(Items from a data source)
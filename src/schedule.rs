/// Time-ordered list of pending effects. Hosts poll `due(now)` and fire what
/// comes back; nothing runs on its own.
#[derive(Clone, Debug)]
pub struct Scheduler<E> {
    entries: Vec<Scheduled<E>>,
}

#[derive(Clone, Debug, PartialEq, Eq)]
pub struct Scheduled<E> {
    pub fire_at: u64,
    pub effect: E,
}

impl<E> Default for Scheduler<E> {
    fn default() -> Self {
        Self {
            entries: Vec::new(),
        }
    }
}

impl<E> Scheduler<E> {
    pub fn new() -> Self {
        Self::default()
    }

    pub fn schedule(&mut self, fire_at: u64, effect: E) {
        // keep sorted; equal deadlines fire in insertion order
        let pos = self.entries.partition_point(|e| e.fire_at <= fire_at);
        self.entries.insert(pos, Scheduled { fire_at, effect });
    }

    /// Removes and returns every effect with `fire_at <= now`, earliest first.
    pub fn due(&mut self, now: u64) -> Vec<E> {
        let split = self.entries.partition_point(|e| e.fire_at <= now);
        self.entries.drain(..split).map(|e| e.effect).collect()
    }

    pub fn next_deadline(&self) -> Option<u64> {
        self.entries.first().map(|e| e.fire_at)
    }

    pub fn pending(&self) -> &[Scheduled<E>] {
        &self.entries
    }

    pub fn retain(&mut self, mut keep: impl FnMut(&E) -> bool) {
        self.entries.retain(|e| keep(&e.effect));
    }

    pub fn clear(&mut self) {
        self.entries.clear();
    }

    pub fn is_empty(&self) -> bool {
        self.entries.is_empty()
    }
}
use std::path::PathBuf;

use anyhow::Context;
use battletris::config::GameRules;
use battletris::hub::Hub;
use battletris::logging::init_log;
use battletris::net;
use clap::Parser;
use log::{info, LevelFilter};
use tokio::net::TcpListener;

/// Session authority for two-player battle matches over WebSocket.
#[derive(Parser, Debug, Clone)]
struct Opts {
    /// Address to listen for websocket connections
    #[arg(long, default_value = "127.0.0.1:3000")]
    listen: String,
    /// Optional JSON file overriding the default game rules
    #[arg(long)]
    rules: Option<PathBuf>,
    #[arg(long, default_value = "info")]
    log_level: LevelFilter,
    /// Also write logs to this file
    #[arg(long)]
    log_file: Option<String>,
}

#[tokio::main]
async fn main() -> anyhow::Result<()> {
    let opts = Opts::parse();
    init_log(opts.log_level, opts.log_file.as_deref())?;

    let rules = match opts.rules.as_ref() {
        Some(path) => GameRules::from_json_file(path)?,
        None => GameRules::default(),
    };
    info!(
        "rules: life {}, gauge {}, countdown {}ms",
        rules.max_life, rules.gauge_max, rules.countdown_ms
    );

    let listener = TcpListener::bind(&opts.listen)
        .await
        .with_context(|| format!("binding {}", opts.listen))?;
    let hub = Hub::spawn(rules);
    net::serve(listener, hub).await
}
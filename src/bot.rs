use crate::board::Board;
use crate::clear::resolve_lock;
use crate::engine::Action;
use crate::piece::Piece;
use crate::BOARD_WIDTH;

#[derive(Clone, Copy, Debug)]
pub struct BotConfig {
    /// Pieces per second.
    pub pps: f32,
}

impl Default for BotConfig {
    fn default() -> Self {
        Self { pps: 1.5 }
    }
}

/// A chosen placement and the inputs that reach it.
#[derive(Clone, Debug, PartialEq, Eq)]
pub struct Placement {
    pub rotations: u32,
    pub x: i32,
    pub score: i32,
    pub actions: Vec<Action>,
}

fn evaluate(board: &Board, landing: &Piece) -> i32 {
    let mut simulated = board.clone();
    let lines = resolve_lock(&mut simulated, landing).lines;
    let holes = simulated.hole_count();
    let height_penalty = simulated.max_height() as i32 * 2;
    (lines as i32 * 40) - (holes as i32 * 8) - height_penalty
}

/// Tries every rotation and column reachable with the engine's own movement
/// rules and keeps the best-scoring one.
pub fn plan(board: &Board, current: &Piece) -> Option<Placement> {
    let mut best: Option<Placement> = None;
    let mut rotated = current.clone();
    for rotations in 0..4u32 {
        if rotations > 0 && !rotated.try_rotate(board) {
            break;
        }
        for target in 0..BOARD_WIDTH as i32 {
            let Some((placed, moves)) = walk_to(board, &rotated, target) else {
                continue;
            };
            let landing = placed.dropped(board);
            let score = evaluate(board, &landing);
            if best.as_ref().is_none_or(|b| score > b.score) {
                let mut actions = vec![Action::Rotate; rotations as usize];
                actions.extend(moves);
                actions.push(Action::HardDrop);
                best = Some(Placement {
                    rotations,
                    x: target,
                    score,
                    actions,
                });
            }
        }
        if current.kind == crate::piece::Tetromino::O {
            break;
        }
    }
    best
}

fn walk_to(board: &Board, piece: &Piece, target: i32) -> Option<(Piece, Vec<Action>)> {
    let mut piece = piece.clone();
    let mut moves = Vec::new();
    while piece.x != target {
        let (dx, action) = if target < piece.x {
            (-1, Action::MoveLeft)
        } else {
            (1, Action::MoveRight)
        };
        let next = piece.shifted(dx, 0);
        if !next.fits(board) {
            return None;
        }
        piece = next;
        moves.push(action);
    }
    Some((piece, moves))
}

/// Paces the bot: hands out one placement's worth of inputs per piece time.
pub struct BotDriver {
    config: BotConfig,
    think_timer: f32,
}

impl BotDriver {
    pub fn new(config: BotConfig) -> Self {
        Self {
            config,
            think_timer: 0.0,
        }
    }

    pub fn update(
        &mut self,
        board: &Board,
        current: &Piece,
        skill_ready: bool,
        dt_ms: f32,
    ) -> Vec<Action> {
        self.think_timer += dt_ms;
        let piece_time = 1000.0 / self.config.pps.max(0.1);
        if self.think_timer < piece_time {
            return Vec::new();
        }
        self.think_timer = 0.0;
        let mut actions = Vec::new();
        if skill_ready {
            actions.push(Action::ActivateSkill);
        }
        match plan(board, current) {
            Some(placement) => actions.extend(placement.actions),
            None => actions.push(Action::HardDrop),
        }
        actions
    }
}

#[cfg(test)]
mod tests {
    use super::*;
    use crate::board::CELL_GARBAGE;
    use crate::piece::Tetromino;
    use crate::BOARD_HEIGHT;

    #[test]
    fn bot_takes_the_tetris() {
        let mut board = Board::new();
        for y in BOARD_HEIGHT - 4..BOARD_HEIGHT {
            for x in 0..BOARD_WIDTH - 1 {
                board.set_cell(y as i32, x as i32, CELL_GARBAGE);
            }
        }
        let piece = Piece::spawn(Tetromino::I);
        let placement = plan(&board, &piece).unwrap();
        assert_eq!(placement.rotations, 1);
        assert_eq!(placement.x, BOARD_WIDTH as i32 - 1);
        assert_eq!(placement.actions.last(), Some(&Action::HardDrop));
        assert_eq!(placement.score, 4 * 40);
    }

    #[test]
    fn flat_pieces_lie_flat_on_empty_board() {
        let placement = plan(&Board::new(), &Piece::spawn(Tetromino::O)).unwrap();
        assert_eq!(placement.rotations, 0);
        assert_eq!(placement.score, -4);
    }

    #[test]
    fn driver_waits_for_piece_time() {
        let mut driver = BotDriver::new(BotConfig { pps: 2.0 });
        let board = Board::new();
        let piece = Piece::spawn(Tetromino::T);
        assert!(driver.update(&board, &piece, false, 400.0).is_empty());
        let actions = driver.update(&board, &piece, true, 100.0);
        assert_eq!(actions.first(), Some(&Action::ActivateSkill));
        assert_eq!(actions.last(), Some(&Action::HardDrop));
    }
}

**Task directions**
Could you write out every entry above exactly as it appears?

**Expected output**
filename src/schedule.rs
/// Time-ordered list of pending effects. Hosts poll `due(now)` and fire what
/// comes back; nothing runs on its own.
#[derive(Clone, Debug)]
pub struct Scheduler<E> {
    entries: Vec<Scheduled<E>>,
}

#[derive(Clone, Debug, PartialEq, Eq)]
pub struct Scheduled<E> {
    pub fire_at: u64,
    pub effect: E,
}

impl<E> Default for Scheduler<E> {
    fn default() -> Self {
        Self {
            entries: Vec::new(),
        }
    }
}

impl<E> Scheduler<E> {
    pub fn new() -> Self {
        Self::default()
    }

    pub fn schedule(&mut self, fire_at: u64, effect: E) {
        // keep sorted; equal deadlines fire in insertion order
        let pos = self.entries.partition_point(|e| e.fire_at <= fire_at);
        self.entries.insert(pos, Scheduled { fire_at, effect });
    }

    /// Removes and returns every effect with `fire_at <= now`, earliest first.
    pub fn due(&mut self, now: u64) -> Vec<E> {
        let split = self.entries.partition_point(|e| e.fire_at <= now);
        self.entries.drain(..split).map(|e| e.effect).collect()
    }

    pub fn next_deadline(&self) -> Option<u64> {
        self.entries.first().map(|e| e.fire_at)
    }

    pub fn pending(&self) -> &[Scheduled<E>] {
        &self.entries
    }

    pub fn retain(&mut self, mut keep: impl FnMut(&E) -> bool) {
        self.entries.retain(|e| keep(&e.effect));
    }

    pub fn clear(&mut self) {
        self.entries.clear();
    }

    pub fn is_empty(&self) -> bool {
        self.entries.is_empty()
    }
}
use std::path::PathBuf;

use anyhow::Context;
use battletris::config::GameRules;
use battletris::hub::Hub;
use battletris::logging::init_log;
use battletris::net;
use clap::Parser;
use log::{info, LevelFilter};
use tokio::net::TcpListener;

/// Session authority for two-player battle matches over WebSocket.
#[derive(Parser, Debug, Clone)]
struct Opts {
    /// Address to listen for websocket connections
    #[arg(long, default_value = "127.0.0.1:3000")]
    listen: String,
    /// Optional JSON file overriding the default game rules
    #[arg(long)]
    rules: Option<PathBuf>,
    #[arg(long, default_value = "info")]
    log_level: LevelFilter,
    /// Also write logs to this file
    #[arg(long)]
    log_file: Option<String>,
}

#[tokio::main]
async fn main() -> anyhow::Result<()> {
    let opts = Opts::parse();
    init_log(opts.log_level, opts.log_file.as_deref())?;

    let rules = match opts.rules.as_ref() {
        Some(path) => GameRules::from_json_file(path)?,
        None => GameRules::default(),
    };
    info!(
        "rules: life {}, gauge {}, countdown {}ms",
        rules.max_life, rules.gauge_max, rules.countdown_ms
    );

    let listener = TcpListener::bind(&opts.listen)
        .await
        .with_context(|| format!("binding {}", opts.listen))?;
    let hub = Hub::spawn(rules);
    net::serve(listener, hub).await
}
filename src/bot.rs
use crate::board::Board;
use crate::clear::resolve_lock;
use crate::engine::Action;
use crate::piece::Piece;
use crate::BOARD_WIDTH;

#[derive(Clone, Copy, Debug)]
pub struct BotConfig {
    /// Pieces per second.
    pub pps: f32,
}

impl Default for BotConfig {
    fn default() -> Self {
        Self { pps: 1.5 }
    }
}

/// A chosen placement and the inputs that reach it.
#[derive(Clone, Debug, PartialEq, Eq)]
pub struct Placement {
    pub rotations: u32,
    pub x: i32,
    pub score: i32,
    pub actions: Vec<Action>,
}

fn evaluate(board: &Board, landing: &Piece) -> i32 {
    let mut simulated = board.clone();
    let lines = resolve_lock(&mut simulated, landing).lines;
    let holes = simulated.hole_count();
    let height_penalty = simulated.max_height() as i32 * 2;
    (lines as i32 * 40) - (holes as i32 * 8) - height_penalty
}

/// Tries every rotation and column reachable with the engine's own movement
/// rules and keeps the best-scoring one.
pub fn plan(board: &Board, current: &Piece) -> Option<Placement> {
    let mut best: Option<Placement> = None;
    let mut rotated = current.clone();
    for rotations in 0..4u32 {
        if rotations > 0 && !rotated.try_rotate(board) {
            break;
        }
        for target in 0..BOARD_WIDTH as i32 {
            let Some((placed, moves)) = walk_to(board, &rotated, target) else {
                continue;
            };
            let landing = placed.dropped(board);
            let score = evaluate(board, &landing);
            if best.as_ref().is_none_or(|b| score > b.score) {
                let mut actions = vec![Action::Rotate; rotations as usize];
                actions.extend(moves);
                actions.push(Action::HardDrop);
                best = Some(Placement {
                    rotations,
                    x: target,
                    score,
                    actions,
                });
            }
        }
        if current.kind == crate::piece::Tetromino::O {
            break;
        }
    }
    best
}

fn walk_to(board: &Board, piece: &Piece, target: i32) -> Option<(Piece, Vec<Action>)> {
    let mut piece = piece.clone();
    let mut moves = Vec::new();
    while piece.x != target {
        let (dx, action) = if target < piece.x {
            (-1, Action::MoveLeft)
        } else {
            (1, Action::MoveRight)
        };
        let next = piece.shifted(dx, 0);
        if !next.fits(board) {
            return None;
        }
        piece = next;
        moves.push(action);
    }
    Some((piece, moves))
}

/// Paces the bot: hands out one placement's worth of inputs per piece time.
pub struct BotDriver {
    config: BotConfig,
    think_timer: f32,
}

impl BotDriver {
    pub fn new(config: BotConfig) -> Self {
        Self {
            config,
            think_timer: 0.0,
        }
    }

    pub fn update(
        &mut self,
        board: &Board,
        current: &Piece,
        skill_ready: bool,
        dt_ms: f32,
    ) -> Vec<Action> {
        self.think_timer += dt_ms;
        let piece_time = 1000.0 / self.config.pps.max(0.1);
        if self.think_timer < piece_time {
            return Vec::new();
        }
        self.think_timer = 0.0;
        let mut actions = Vec::new();
        if skill_ready {
            actions.push(Action::ActivateSkill);
        }
        match plan(board, current) {
            Some(placement) => actions.extend(placement.actions),
            None => actions.push(Action::HardDrop),
        }
        actions
    }
}

#[cfg(test)]
mod tests {
    use super::*;
    use crate::board::CELL_GARBAGE;
    use crate::piece::Tetromino;
    use crate::BOARD_HEIGHT;

    #[test]
    fn bot_takes_the_tetris() {
        let mut board = Board::new();
        for y in BOARD_HEIGHT - 4..BOARD_HEIGHT {
            for x in 0..BOARD_WIDTH - 1 {
                board.set_cell(y as i32, x as i32, CELL_GARBAGE);
            }
        }
        let piece = Piece::spawn(Tetromino::I);
        let placement = plan(&board, &piece).unwrap();
        assert_eq!(placement.rotations, 1);
        assert_eq!(placement.x, BOARD_WIDTH as i32 - 1);
        assert_eq!(placement.actions.last(), Some(&Action::HardDrop));
        assert_eq!(placement.score, 4 * 40);
    }

    #[test]
    fn flat_pieces_lie_flat_on_empty_board() {
        let placement = plan(&Board::new(), &Piece::spawn(Tetromino::O)).unwrap();
        assert_eq!(placement.rotations, 0);
        assert_eq!(placement.score, -4);
    }

    #[test]
    fn driver_waits_for_piece_time() {
        let mut driver = BotDriver::new(BotConfig { pps: 2.0 });
        let board = Board::new();
        let piece = Piece::spawn(Tetromino::T);
        assert!(driver.update(&board, &piece, false, 400.0).is_empty());
        let actions = driver.update(&board, &piece, true, 100.0);
        assert_eq!(actions.first(), Some(&Action::ActivateSkill));
        assert_eq!(actions.last(), Some(&Action::HardDrop));
    }
}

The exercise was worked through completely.